> **Records for processing**:
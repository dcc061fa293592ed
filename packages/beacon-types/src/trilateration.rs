//! trilateration.rs — closed-form three-anchor 2D position solver
//!
//! Given three fixed receiver positions and a range estimate to each (e.g.
//! derived from RSSI), recovers the 2D point consistent with all three range
//! circles by pairwise elimination of the quadratic terms.
//!
//! Standalone capability: nothing on the monitor's request path calls it yet.
//! It is exposed here so gateways or a future API command can solve positions
//! from three gateway readings.

use thiserror::Error;

/// Display scale used by map frontends (pixels per meter).
pub const PX_PER_M: f64 = 24.0;

/// 2D position in the receiver frame (meters).
#[derive(Debug, Clone, Copy, PartialEq, serde::Serialize, serde::Deserialize)]
pub struct Pos2D {
    pub x: f64,
    pub y: f64,
}

/// Degenerate receiver geometry: the elimination step requires `x1 != x2`,
/// `x2 != x3`, and non-colinear anchors. Violations would otherwise divide
/// by zero and leak NaN/∞ into the result.
#[derive(Debug, Error, PartialEq)]
pub enum GeometryError {
    #[error("anchors {0} and {1} share an x-coordinate")]
    SharedX(&'static str, &'static str),
    #[error("anchors are colinear or otherwise degenerate")]
    Colinear,
}

/// Solve for the 2D point at ranges `r1`, `r2`, `r3` from anchors `p1`, `p2`,
/// `p3`.
///
/// Subtracting the circle equations pairwise cancels the `x² + y²` terms and
/// leaves two linear equations in `(x, y)`, solved by elimination:
///
/// ```text
/// Di   = ri² − xi² − yi²
/// 2y   = [(D2−D3)/(x3−x2) − (D2−D1)/(x1−x2)]
///        / [(y2−y1)/(x1−x2) − (y2−y3)/(x3−x2)]
/// 2x   = (D2−D1)/(x1−x2) + 2y·(y2−y1)/(x1−x2)
/// ```
pub fn solve(
    r1: f64,
    r2: f64,
    r3: f64,
    p1: Pos2D,
    p2: Pos2D,
    p3: Pos2D,
) -> Result<Pos2D, GeometryError> {
    let d1 = r1 * r1 - p1.x * p1.x - p1.y * p1.y;
    let d2 = r2 * r2 - p2.x * p2.x - p2.y * p2.y;
    let d3 = r3 * r3 - p3.x * p3.x - p3.y * p3.y;

    let dx32 = p3.x - p2.x;
    let dx12 = p1.x - p2.x;
    if dx32 == 0.0 {
        return Err(GeometryError::SharedX("p2", "p3"));
    }
    if dx12 == 0.0 {
        return Err(GeometryError::SharedX("p1", "p2"));
    }

    let denom = (p2.y - p1.y) / dx12 - (p2.y - p3.y) / dx32;
    if denom == 0.0 || !denom.is_finite() {
        return Err(GeometryError::Colinear);
    }

    let two_y = ((d2 - d3) / dx32 - (d2 - d1) / dx12) / denom;
    let two_x = (d2 - d1) / dx12 + two_y * (p2.y - p1.y) / dx12;

    let pos = Pos2D {
        x: two_x / 2.0,
        y: two_y / 2.0,
    };
    if !pos.x.is_finite() || !pos.y.is_finite() {
        return Err(GeometryError::Colinear);
    }
    Ok(pos)
}

#[cfg(test)]
mod tests {
    use super::*;

    fn dist(a: Pos2D, b: Pos2D) -> f64 {
        ((a.x - b.x).powi(2) + (a.y - b.y).powi(2)).sqrt()
    }

    #[test]
    fn recovers_exact_point_from_true_ranges() {
        let anchors = (
            Pos2D { x: 0.0, y: 0.0 },
            Pos2D { x: 10.0, y: 0.0 },
            Pos2D { x: 5.0, y: 10.0 },
        );
        let truth = Pos2D { x: 5.0, y: 5.0 };

        let est = solve(
            dist(truth, anchors.0),
            dist(truth, anchors.1),
            dist(truth, anchors.2),
            anchors.0,
            anchors.1,
            anchors.2,
        )
        .unwrap();

        assert!((est.x - truth.x).abs() < 1e-6, "x = {}", est.x);
        assert!((est.y - truth.y).abs() < 1e-6, "y = {}", est.y);
    }

    #[test]
    fn recovers_off_center_point() {
        let p1 = Pos2D { x: -3.0, y: 1.0 };
        let p2 = Pos2D { x: 7.0, y: -2.0 };
        let p3 = Pos2D { x: 2.0, y: 9.0 };
        let truth = Pos2D { x: 1.5, y: 2.5 };

        let est = solve(
            dist(truth, p1),
            dist(truth, p2),
            dist(truth, p3),
            p1,
            p2,
            p3,
        )
        .unwrap();

        assert!((est.x - truth.x).abs() < 1e-6);
        assert!((est.y - truth.y).abs() < 1e-6);
    }

    #[test]
    fn shared_x_between_p2_p3_is_rejected() {
        // p2 and p3 share x = 0 → first elimination denominator is zero
        let err = solve(
            5.0,
            5.0,
            5.0,
            Pos2D { x: 10.0, y: 0.0 },
            Pos2D { x: 0.0, y: 0.0 },
            Pos2D { x: 0.0, y: 5.0 },
        )
        .unwrap_err();
        assert_eq!(err, GeometryError::SharedX("p2", "p3"));
    }

    #[test]
    fn shared_x_between_p1_p2_is_rejected() {
        let err = solve(
            5.0,
            5.0,
            5.0,
            Pos2D { x: 0.0, y: 0.0 },
            Pos2D { x: 0.0, y: 5.0 },
            Pos2D { x: 10.0, y: 0.0 },
        )
        .unwrap_err();
        assert_eq!(err, GeometryError::SharedX("p1", "p2"));
    }

    #[test]
    fn colinear_anchors_are_rejected() {
        // All three anchors on the x-axis → combined denominator is zero
        let err = solve(
            1.0,
            2.0,
            3.0,
            Pos2D { x: 0.0, y: 0.0 },
            Pos2D { x: 5.0, y: 0.0 },
            Pos2D { x: 10.0, y: 0.0 },
        )
        .unwrap_err();
        assert_eq!(err, GeometryError::Colinear);
    }
}
//! Drives a workflow from issue reference to merged change.
//!
//! `start` runs the analyzer once, then `run_phases` steps through the fixed
//! pipeline, persisting the record after every phase so a crashed run can be
//! resumed by id.

pub mod abort;
pub mod workflow;

pub use abort::spawn_signal_handler;
pub use workflow::WorkflowOrchestrator;

use crate::exit_codes;
use crate::phase::Phase;

/// How a `start` call ended.
#[derive(Debug, Clone, PartialEq, Eq)]
pub enum RunOutcome {
    /// Every phase ran; the record is archived.
    Completed { workflow_id: String },
    /// Sub-issues were created; nothing was executed.
    Decomposed {
        workflow_id: String,
        sub_issues: Vec<String>,
    },
    /// Analysis was unusable or a blocking phase failed.
    Failed {
        workflow_id: String,
        phase: Option<Phase>,
        cause: String,
    },
}

impl RunOutcome {
    pub fn workflow_id(&self) -> &str {
        match self {
            RunOutcome::Completed { workflow_id }
            | RunOutcome::Decomposed { workflow_id, .. }
            | RunOutcome::Failed { workflow_id, .. } => workflow_id,
        }
    }

    pub fn exit_code(&self) -> i32 {
        match self {
            RunOutcome::Completed { .. } => exit_codes::OK,
            RunOutcome::Decomposed { .. } => exit_codes::DECOMPOSED,
            RunOutcome::Failed { .. } => exit_codes::ERROR,
        }
    }
}
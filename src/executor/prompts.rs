//! Prompts for the agent-driven phases.

use std::path::Path;

use crate::phase::Phase;
use crate::router::{Failure, ToolKind};
use crate::tracker::Issue;

const REPORT_FORMAT: &str = r#"Finish your reply with exactly one JSON object of this shape and nothing after it:

```json
{"failures": [{"file": "src/lib.rs", "line": 12, "rule_or_message": "what is wrong"}]}
```

Use an empty list when there is nothing to report. `file` and `line` may be null."#;

fn issue_section(issue: &Issue) -> String {
    format!(
        "## Issue {}\nTitle: {}\n\n{}\n",
        issue.reference,
        issue.title,
        issue.body.trim()
    )
}

pub fn plan_prompt(issue: &Issue, plan_file: &Path) -> String {
    format!(
        r#"You are planning the implementation of an issue in this repository.

{issue}
## TASK
Study the code and write an implementation plan to `{plan}`:
- the files to change and why
- new types or functions, with signatures
- the tests that will prove the change works

Do not change any other file yet."#,
        issue = issue_section(issue),
        plan = plan_file.display(),
    )
}

pub fn implement_prompt(issue: &Issue, plan_file: Option<&Path>) -> String {
    let plan = match plan_file {
        Some(path) => format!("Follow the plan in `{}`.", path.display()),
        None => "No plan was recorded; keep the change minimal.".to_string(),
    };
    format!(
        r#"You are implementing an issue in this repository.

{issue}
## TASK
{plan}
Write the code and the tests. Keep unrelated code untouched."#,
        issue = issue_section(issue),
    )
}

pub fn check_prompt(kind: ToolKind) -> String {
    let what = match kind {
        ToolKind::Build => "Build the project and report every compile error.",
        ToolKind::Lint => "Run the project's linters and report every violation.",
        ToolKind::Test => "Run the project's test suite and report every failing test.",
    };
    format!(
        "You are running the {kind} check for this workspace. Do not modify any file.\n\n{what}\n\n{REPORT_FORMAT}"
    )
}

pub fn review_prompt(issue: &Issue, diff: &str) -> String {
    format!(
        r#"You are reviewing a change made for an issue.

{issue}
## DIFF
```diff
{diff}
```

## TASK
Report defects that must be fixed before this ships: bugs, missing tests, behavior that
does not match the issue. Style preferences are not defects. Do not modify any file.

{format}"#,
        issue = issue_section(issue),
        diff = diff.trim_end(),
        format = REPORT_FORMAT,
    )
}

pub fn document_prompt(issue: &Issue) -> String {
    format!(
        r#"You are updating documentation for a change that has been implemented and reviewed.

{issue}
## TASK
Update the README, doc comments and changelog where the change affects them.
Do not change behavior."#,
        issue = issue_section(issue),
    )
}

pub fn repair_prompt(phase: Phase, failures: &[Failure]) -> String {
    let list: Vec<String> = failures.iter().map(|f| format!("- {}", f)).collect();
    format!(
        r#"The {phase} phase reported these failures:

{list}

## TASK
Fix the causes of these failures. Change only what is needed."#,
        list = list.join("\n"),
    )
}
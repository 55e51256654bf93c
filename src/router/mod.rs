//! Out-of-process deterministic checks (build, lint, test).
//!
//! A configured checker runs as a subprocess inside the workflow's
//! workspace and reports its findings as one JSON object on stdout:
//!
//! ```json
//! {"failures": [{"file": "src/lib.rs", "line": 12, "rule_or_message": "unused import"}]}
//! ```
//!
//! Only that structured list travels downstream; raw logs never do.

pub mod result;
pub mod runner;

pub use result::{Failure, RouteOutcome, ToolReport, ToolResult, parse_tool_output};
pub use runner::{ExternalToolRouter, RouterSettings};

use serde::{Deserialize, Serialize};

/// A deterministic checker kind.
#[derive(Debug, Clone, Copy, PartialEq, Eq, Hash, Serialize, Deserialize)]
#[serde(rename_all = "lowercase")]
pub enum ToolKind {
    Build,
    Lint,
    Test,
}

impl ToolKind {
    pub const ALL: [ToolKind; 3] = [ToolKind::Build, ToolKind::Lint, ToolKind::Test];

    pub fn as_str(self) -> &'static str {
        match self {
            ToolKind::Build => "build",
            ToolKind::Lint => "lint",
            ToolKind::Test => "test",
        }
    }
}

impl std::fmt::Display for ToolKind {
    fn fmt(&self, f: &mut std::fmt::Formatter<'_>) -> std::fmt::Result {
        f.write_str(self.as_str())
    }
}
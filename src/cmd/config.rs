//! Configuration view and validation commands (`conveyor config`).

use anyhow::Result;
use std::path::Path;

use conveyor::config::Config;
use conveyor::conveyor_config::{CONFIG_FILE_NAME, ConveyorToml};

use super::super::ConfigCommands;

pub fn cmd_config(project_dir: &Path, command: Option<ConfigCommands>) -> Result<()> {
    let conveyor_dir = project_dir.join(".conveyor");
    let config_path = conveyor_dir.join(CONFIG_FILE_NAME);

    match command {
        None | Some(ConfigCommands::Show) => {
            println!();
            println!("Conveyor Configuration");
            println!("======================");
            println!();

            let file = if config_path.exists() {
                println!("Config file: {}", config_path.display());
                ConveyorToml::load(&config_path)?
            } else {
                println!("No conveyor.toml found at {}", config_path.display());
                println!("Using default configuration.");
                ConveyorToml::default()
            };
            println!();
            print!("{}", toml::to_string_pretty(&file)?);
            println!();

            let config = Config::new(project_dir.to_path_buf(), false)?;
            println!("Effective values (with env overrides):");
            println!("  agent_cmd = \"{}\"", config.agent_cmd);
            println!("  external_tools = {}", config.external_tools);
            println!("  workspace_root = \"{}\"", config.workspace_root.display());
            println!();
            if !config_path.exists() {
                println!("Run 'conveyor config init' to create a conveyor.toml file.");
                println!();
            }
        }
        Some(ConfigCommands::Validate) => {
            println!();
            println!("Validating configuration...");
            println!();

            if !config_path.exists() {
                println!("No conveyor.toml found. Using defaults (valid).");
                return Ok(());
            }

            let toml = ConveyorToml::load(&config_path)?;
            let warnings = toml.validate();

            if warnings.is_empty() {
                println!("Configuration is valid.");
            } else {
                println!("Configuration warnings:");
                for warning in warnings {
                    println!("  - {}", warning);
                }
            }
            println!();
        }
        Some(ConfigCommands::Init) => {
            if config_path.exists() {
                println!("conveyor.toml already exists at {}", config_path.display());
                println!("Delete it first if you want to recreate it.");
                return Ok(());
            }

            std::fs::create_dir_all(&conveyor_dir)?;
            ConveyorToml::default().save(&config_path)?;

            println!("Created conveyor.toml at {}", config_path.display());
            println!();
            println!("You can now customize:");
            println!("  - [resources] pool_size, base_port, isolation");
            println!("  - [tools] build, lint, test commands");
            println!("  - [tracker] kind, repository");
            println!();
        }
    }

    Ok(())
}
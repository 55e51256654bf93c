//! Offline issue management against the local tracker (`conveyor issue`).

use anyhow::Result;
use console::style;
use std::path::Path;

use conveyor::tracker::local::LocalTracker;
use conveyor::tracker::{IssueTracker, NewIssue};

use super::super::IssueCommands;
use super::load_config;

pub async fn cmd_issue(project_dir: &Path, command: IssueCommands) -> Result<()> {
    let config = load_config(project_dir, false)?;
    let tracker = LocalTracker::new(&config.issues_dir);

    match command {
        IssueCommands::Create {
            title,
            body,
            labels,
        } => {
            let reference = tracker
                .create_issue(&NewIssue {
                    title,
                    body,
                    labels,
                })
                .await?;
            println!("Created {}", reference);
        }
        IssueCommands::List => {
            let issues = tracker.list()?;
            println!();
            if issues.is_empty() {
                println!("No issues in {}", tracker.dir().display());
            } else {
                println!("{:<10} {:<9} Title", "Issue", "Comments");
                println!("{:<10} {:<9} -----", "-----", "--------");
                for issue in &issues {
                    let labels = if issue.labels.is_empty() {
                        String::new()
                    } else {
                        format!(" [{}]", issue.labels.join(", "))
                    };
                    println!(
                        "{:<10} {:<9} {}{}",
                        format!("local#{}", issue.number),
                        issue.comments.len(),
                        issue.title,
                        style(labels).dim()
                    );
                }
            }
            println!();
        }
        IssueCommands::Show { reference } => {
            let issue = tracker.load(&reference)?;
            println!();
            println!("{} {}", style(format!("local#{}", issue.number)).bold(), issue.title);
            if !issue.labels.is_empty() {
                println!("Labels: {}", issue.labels.join(", "));
            }
            println!("Created: {}", issue.created_at.format("%Y-%m-%d %H:%M:%S UTC"));
            if !issue.body.trim().is_empty() {
                println!();
                println!("{}", issue.body.trim_end());
            }
            for comment in &issue.comments {
                println!();
                println!(
                    "{}",
                    style(format!(
                        "--- comment {} ---",
                        comment.created_at.format("%Y-%m-%d %H:%M:%S")
                    ))
                    .dim()
                );
                println!("{}", comment.body.trim_end());
            }
            println!();
        }
    }
    Ok(())
}
use chrono::Utc;
use fs2::FileExt;
use serde::{Deserialize, Serialize};
use std::fs::{self, File, OpenOptions};
use std::io::Write;
use std::path::{Path, PathBuf};
use tracing::{debug, info, warn};

use super::lease::{PortPair, ResourceLease};
use super::workspace::{GitWorktrees, PlainDirectories, WorkspaceProvisioner};
use crate::config::Config;
use crate::conveyor_config::Isolation;
use crate::errors::ResourceError;
use crate::state::validate_id;

const INDEX_FILE: &str = "slots.json";
const LOCK_FILE: &str = "slots.lock";

/// On-disk slot arena. `slots[i]` is the lease holding slot `i`, if any.
#[derive(Debug, Default, Serialize, Deserialize)]
struct SlotIndex {
    #[serde(default)]
    slots: Vec<Option<ResourceLease>>,
}

impl SlotIndex {
    fn owned_by(&self, workflow_id: &str) -> Option<&ResourceLease> {
        self.slots
            .iter()
            .flatten()
            .find(|lease| lease.workflow_id == workflow_id)
    }

    /// First free slot below `capacity`.
    fn first_free(&self, capacity: usize) -> Option<usize> {
        (0..capacity).find(|&i| self.slots.get(i).is_none_or(|slot| slot.is_none()))
    }

    fn set(&mut self, index: usize, lease: Option<ResourceLease>) {
        if self.slots.len() <= index {
            self.slots.resize(index + 1, None);
        }
        self.slots[index] = lease;
    }
}

/// The index loaded under an exclusive lock. The lock is released when the
/// guard (and its file handle) drops.
struct LockedIndex {
    _lock: File,
    index: SlotIndex,
}

/// Leases workspaces and port pairs from a fixed pool shared across processes.
pub struct ResourceAllocator {
    resources_dir: PathBuf,
    workspace_root: PathBuf,
    capacity: usize,
    base_port: u16,
    provisioner: Box<dyn WorkspaceProvisioner>,
}

impl ResourceAllocator {
    pub fn new(
        resources_dir: impl Into<PathBuf>,
        workspace_root: impl Into<PathBuf>,
        capacity: usize,
        base_port: u16,
        provisioner: Box<dyn WorkspaceProvisioner>,
    ) -> Self {
        Self {
            resources_dir: resources_dir.into(),
            workspace_root: workspace_root.into(),
            capacity,
            base_port,
            provisioner,
        }
    }

    /// Pool and isolation from `[resources]`.
    pub fn from_config(config: &Config) -> Self {
        let resources = &config.toml.resources;
        let provisioner: Box<dyn WorkspaceProvisioner> = match resources.isolation {
            Isolation::Worktree => Box::new(GitWorktrees::new(config.project_dir.clone())),
            Isolation::Directory => Box::new(PlainDirectories),
        };
        Self::new(
            config.resources_dir.clone(),
            config.workspace_root.clone(),
            resources.pool_size,
            resources.base_port,
            provisioner,
        )
    }

    pub fn capacity(&self) -> usize {
        self.capacity
    }

    pub fn workspace_path(&self, workflow_id: &str) -> PathBuf {
        self.workspace_root.join(workflow_id)
    }

    fn index_path(&self) -> PathBuf {
        self.resources_dir.join(INDEX_FILE)
    }

    fn lock(&self) -> Result<LockedIndex, ResourceError> {
        fs::create_dir_all(&self.resources_dir)?;
        let lock_path = self.resources_dir.join(LOCK_FILE);
        let lock = OpenOptions::new()
            .create(true)
            .truncate(false)
            .write(true)
            .open(&lock_path)
            .map_err(|source| ResourceError::Lock {
                path: lock_path.clone(),
                source,
            })?;
        lock.lock_exclusive()
            .map_err(|source| ResourceError::Lock {
                path: lock_path.clone(),
                source,
            })?;

        let index = read_index(&self.index_path())?;
        Ok(LockedIndex { _lock: lock, index })
    }

    fn save(&self, index: &SlotIndex) -> Result<(), ResourceError> {
        let path = self.index_path();
        let mut buf = serde_json::to_string_pretty(index).map_err(|e| {
            ResourceError::IndexCorrupt {
                path: path.clone(),
                reason: e.to_string(),
            }
        })?;
        buf.push('\n');

        let tmp_path = path.with_extension("json.tmp");
        let mut file = File::create(&tmp_path)?;
        file.write_all(buf.as_bytes())?;
        file.sync_all()?;
        drop(file);
        fs::rename(&tmp_path, &path)?;
        Ok(())
    }

    /// Lease a slot for `workflow_id`.
    ///
    /// Re-entrant: a workflow that already owns a slot gets the same lease
    /// back (its workspace is re-created if it went missing). Otherwise the
    /// lowest free slot is taken. The slot is only recorded once the
    /// workspace exists.
    pub fn acquire(&self, workflow_id: &str, branch: &str) -> Result<ResourceLease, ResourceError> {
        validate_id(workflow_id).map_err(|e| ResourceError::Workspace {
            id: workflow_id.to_string(),
            message: e.to_string(),
        })?;

        let mut locked = self.lock()?;

        if let Some(existing) = locked.index.owned_by(workflow_id).cloned() {
            debug!(workflow = %workflow_id, slot = existing.slot, "re-using existing lease");
            if !existing.workspace.exists() {
                warn!(workflow = %workflow_id, path = %existing.workspace.display(), "leased workspace missing; re-creating");
                self.provision(workflow_id, &existing.workspace, &existing.branch)?;
            }
            return Ok(existing);
        }

        let capacity = self.capacity;
        let slot = locked
            .index
            .first_free(capacity)
            .ok_or(ResourceError::Exhausted { capacity })?;
        let ports = PortPair::for_slot(self.base_port, slot).ok_or_else(|| {
            ResourceError::Workspace {
                id: workflow_id.to_string(),
                message: format!(
                    "slot {} has no ports below 65536 (base port {})",
                    slot, self.base_port
                ),
            }
        })?;

        let workspace = self.workspace_path(workflow_id);
        self.provision(workflow_id, &workspace, branch)?;

        let lease = ResourceLease {
            workflow_id: workflow_id.to_string(),
            slot,
            workspace,
            branch: branch.to_string(),
            ports,
            acquired_at: Utc::now(),
        };
        locked.index.set(slot, Some(lease.clone()));
        if let Err(e) = self.save(&locked.index) {
            let _ = self.provisioner.remove(workflow_id, &lease.workspace);
            return Err(e);
        }

        info!(workflow = %workflow_id, slot, ports = %lease.ports, workspace = %lease.workspace.display(), "resources acquired");
        Ok(lease)
    }

    fn provision(&self, workflow_id: &str, path: &Path, branch: &str) -> Result<(), ResourceError> {
        self.provisioner
            .create(workflow_id, path, branch)
            .map_err(|e| ResourceError::Workspace {
                id: workflow_id.to_string(),
                message: format!("{:#}", e),
            })
    }

    /// Free the slot held by `workflow_id` and remove its workspace.
    ///
    /// Releasing an id that holds nothing is a no-op. The slot is cleared
    /// even when workspace removal fails; that failure is still returned.
    pub fn release(&self, workflow_id: &str) -> Result<(), ResourceError> {
        let mut locked = self.lock()?;

        let Some(lease) = locked.index.owned_by(workflow_id).cloned() else {
            debug!(workflow = %workflow_id, "no lease to release");
            return Ok(());
        };

        let removal = self.provisioner.remove(workflow_id, &lease.workspace);
        locked.index.set(lease.slot, None);
        self.save(&locked.index)?;
        info!(workflow = %workflow_id, slot = lease.slot, "resources released");

        removal.map_err(|e| ResourceError::Cleanup {
            path: lease.workspace.clone(),
            message: format!("{:#}", e),
        })
    }

    /// Snapshot of every active lease, by slot.
    pub fn leases(&self) -> Result<Vec<ResourceLease>, ResourceError> {
        let locked = self.lock()?;
        Ok(locked.index.slots.iter().flatten().cloned().collect())
    }

    /// The lease held by `workflow_id`, if any.
    pub fn lease_for(&self, workflow_id: &str) -> Result<Option<ResourceLease>, ResourceError> {
        let locked = self.lock()?;
        Ok(locked.index.owned_by(workflow_id).cloned())
    }
}

fn read_index(path: &Path) -> Result<SlotIndex, ResourceError> {
    let contents = match fs::read_to_string(path) {
        Ok(c) => c,
        Err(e) if e.kind() == std::io::ErrorKind::NotFound => return Ok(SlotIndex::default()),
        Err(e) => return Err(e.into()),
    };
    if contents.trim().is_empty() {
        return Ok(SlotIndex::default());
    }
    serde_json::from_str(&contents).map_err(|e| ResourceError::IndexCorrupt {
        path: path.to_path_buf(),
        reason: e.to_string(),
    })
}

> **Required action**: Once you have located every line with the word "reason" in the material above, list those lines.

> **Your solution**:
                reason: e.to_string(),
        reason: e.to_string(),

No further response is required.